Over the last few weeks since the big announcement was made that iTunes was finally “Beatling up,” so to speak, I’ve made my list and checked it twice (to use a seasonal reference) for “J.A. Fludd’s Essential Beatles Collection.” Out of a catalog of some 200 songs, there were a very select few that I wanted, including the ones I used to have on cassette. I finally whittled it down to a core of fifteen songs. I may at some point add a few more, but the ones I’ve collected are the ones that represent to me the Beatles at their best and most beautiful. My selections may differ greatly from yours (and yours are likely much more numerous), and as I’ve said, there may be some additions at a later date. But these fifteen were my absolute “must-haves”.

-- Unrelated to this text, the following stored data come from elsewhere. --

//! Timeline planning.
//!
//! A [`Timeline`] turns a [`Mode`] and an image count into the exact number
//! of frames each image occupies and the total length of the output. It is
//! pure arithmetic: nothing here touches the filesystem.
//!
//! # Example
//!
//! ```
//! use std::time::Duration;
//!
//! use slidereel::{Mode, Timeline};
//!
//! let timeline = Timeline::plan(Mode::regular(2.0), 3, 30)?;
//! assert_eq!(timeline.frames_per_image(), 60);
//! assert_eq!(timeline.total_duration(), Duration::from_secs(6));
//!
//! let shorts = Timeline::plan(Mode::Shorts, 90, 30)?;
//! assert_eq!(shorts.rendered_images(), 60);
//! assert_eq!(shorts.dropped_images(), 30);
//! # Ok::<(), slidereel::SlideReelError>(())
//! ```

use std::ops::Range;
use std::time::Duration;

use crate::configuration::Mode;
use crate::conversion::frames_to_duration;
use crate::error::SlideReelError;

/// Frame layout of one render.
///
/// Every rendered image occupies the same number of consecutive frames;
/// images are laid out back to back with no gaps.
#[derive(Debug, Clone, Copy, PartialEq, Eq)]
pub struct Timeline {
    frame_rate: u32,
    frames_per_image: u64,
    source_images: usize,
    rendered_images: usize,
}

impl Timeline {
    /// Plan the frame layout for `image_count` images at `frame_rate` fps.
    ///
    /// In [`Mode::Shorts`], images that would push the output past the
    /// 60-second cap are dropped from the end.
    ///
    /// # Errors
    ///
    /// - [`SlideReelError::EmptyImageSet`] if `image_count` is zero.
    /// - [`SlideReelError::InvalidDuration`] if `frame_rate` is zero, the
    ///   per-image duration is not a positive finite number, it is too
    ///   short to cover a single frame, or the total frame count does not
    ///   fit in a timestamp.
    pub fn plan(mode: Mode, image_count: usize, frame_rate: u32) -> Result<Self, SlideReelError> {
        if image_count == 0 {
            return Err(SlideReelError::EmptyImageSet);
        }
        if frame_rate == 0 {
            return Err(SlideReelError::invalid_duration("frame rate must be positive"));
        }

        let seconds = mode.seconds_per_image();
        if !seconds.is_finite() || seconds <= 0.0 {
            return Err(SlideReelError::invalid_duration(format!(
                "seconds per image must be a positive number, got {seconds}"
            )));
        }

        let frames = (frame_rate as f64 * seconds).round();
        if frames < 1.0 {
            return Err(SlideReelError::invalid_duration(format!(
                "{seconds}s per image is shorter than one frame at {frame_rate} fps"
            )));
        }
        // Frame numbers become signed 64-bit PTS values.
        if frames >= i64::MAX as f64 {
            return Err(SlideReelError::invalid_duration(format!(
                "{seconds}s per image is too long to encode"
            )));
        }
        let frames_per_image = frames as u64;

        let rendered_images = match mode.max_duration() {
            Some(cap) => {
                let cap_frames = (cap.as_secs_f64() * frame_rate as f64).round() as u64;
                let fit = (cap_frames / frames_per_image).max(1) as usize;
                image_count.min(fit)
            }
            None => image_count,
        };

        let total_frames = frames_per_image
            .checked_mul(rendered_images as u64)
            .filter(|&total| total <= i64::MAX as u64);
        if total_frames.is_none() {
            return Err(SlideReelError::invalid_duration(format!(
                "{rendered_images} images at {seconds}s each is too long to encode"
            )));
        }

        if rendered_images < image_count {
            log::warn!(
                "{mode} keeps the first {rendered_images} of {image_count} images; the rest are dropped"
            );
        }

        Ok(Self {
            frame_rate,
            frames_per_image,
            source_images: image_count,
            rendered_images,
        })
    }

    /// Frames per second of the output.
    pub fn frame_rate(&self) -> u32 {
        self.frame_rate
    }

    /// Consecutive frames each image is shown for.
    pub fn frames_per_image(&self) -> u64 {
        self.frames_per_image
    }

    /// Number of images the caller supplied.
    pub fn source_images(&self) -> usize {
        self.source_images
    }

    /// Number of images that make it into the output.
    pub fn rendered_images(&self) -> usize {
        self.rendered_images
    }

    /// Number of trailing images left out by the duration cap.
    pub fn dropped_images(&self) -> usize {
        self.source_images - self.rendered_images
    }

    /// Total frames in the output.
    pub fn total_frames(&self) -> u64 {
        self.frames_per_image * self.rendered_images as u64
    }

    /// Total length of the output.
    pub fn total_duration(&self) -> Duration {
        frames_to_duration(self.total_frames(), self.frame_rate)
    }

    /// Time at which image `index` first appears, or `None` if it is not rendered.
    pub fn image_start(&self, index: usize) -> Option<Duration> {
        self.frame_range(index)
            .map(|range| frames_to_duration(range.start, self.frame_rate))
    }

    /// Frame numbers occupied by image `index`, or `None` if it is not rendered.
    pub fn frame_range(&self, index: usize) -> Option<Range<u64>> {
        if index >= self.rendered_images {
            return None;
        }
        let start = index as u64 * self.frames_per_image;
        Some(start..start + self.frames_per_image)
    }
}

“Across the Universe” and “Lady Madonna” (The Blue Album)
“Because” and “Here Comes the Sun” (Abbey Road)
“Blackbird” and “Ob-La-Di, Ob-La-Da” (The White Album)
“Do You Want to Know a Secret” (Please Please Me)
“Eleanor Rigby” and “Here, There, and Everywhere” (Revolver)
“The Fool on the Hill” and “Penny Lane” (Magical Mystery Tour)
“I’ll Follow the Sun” (Beatles for Sale)
“I’m Looking Through You” and “Nowhere Man” (Rubber Soul)
“Till There Was You” (With the Beatles)
And for the record, the official Favorite Beatles Song of J.A. Fludd is “Here Comes the Sun”. With the Beatles on iTunes, I have at last gotten something that I have wanted for a great many Christmases.
Oh, and one last thing: Sir Paul McCartney read Marvel Comics (witness the song “Magneto and Titanium Man” on one of his later Wings albums, referencing super-villains from The X-Men and Iron Man) and once invited Jack Kirby himself backstage at one of his Wings concerts, so there!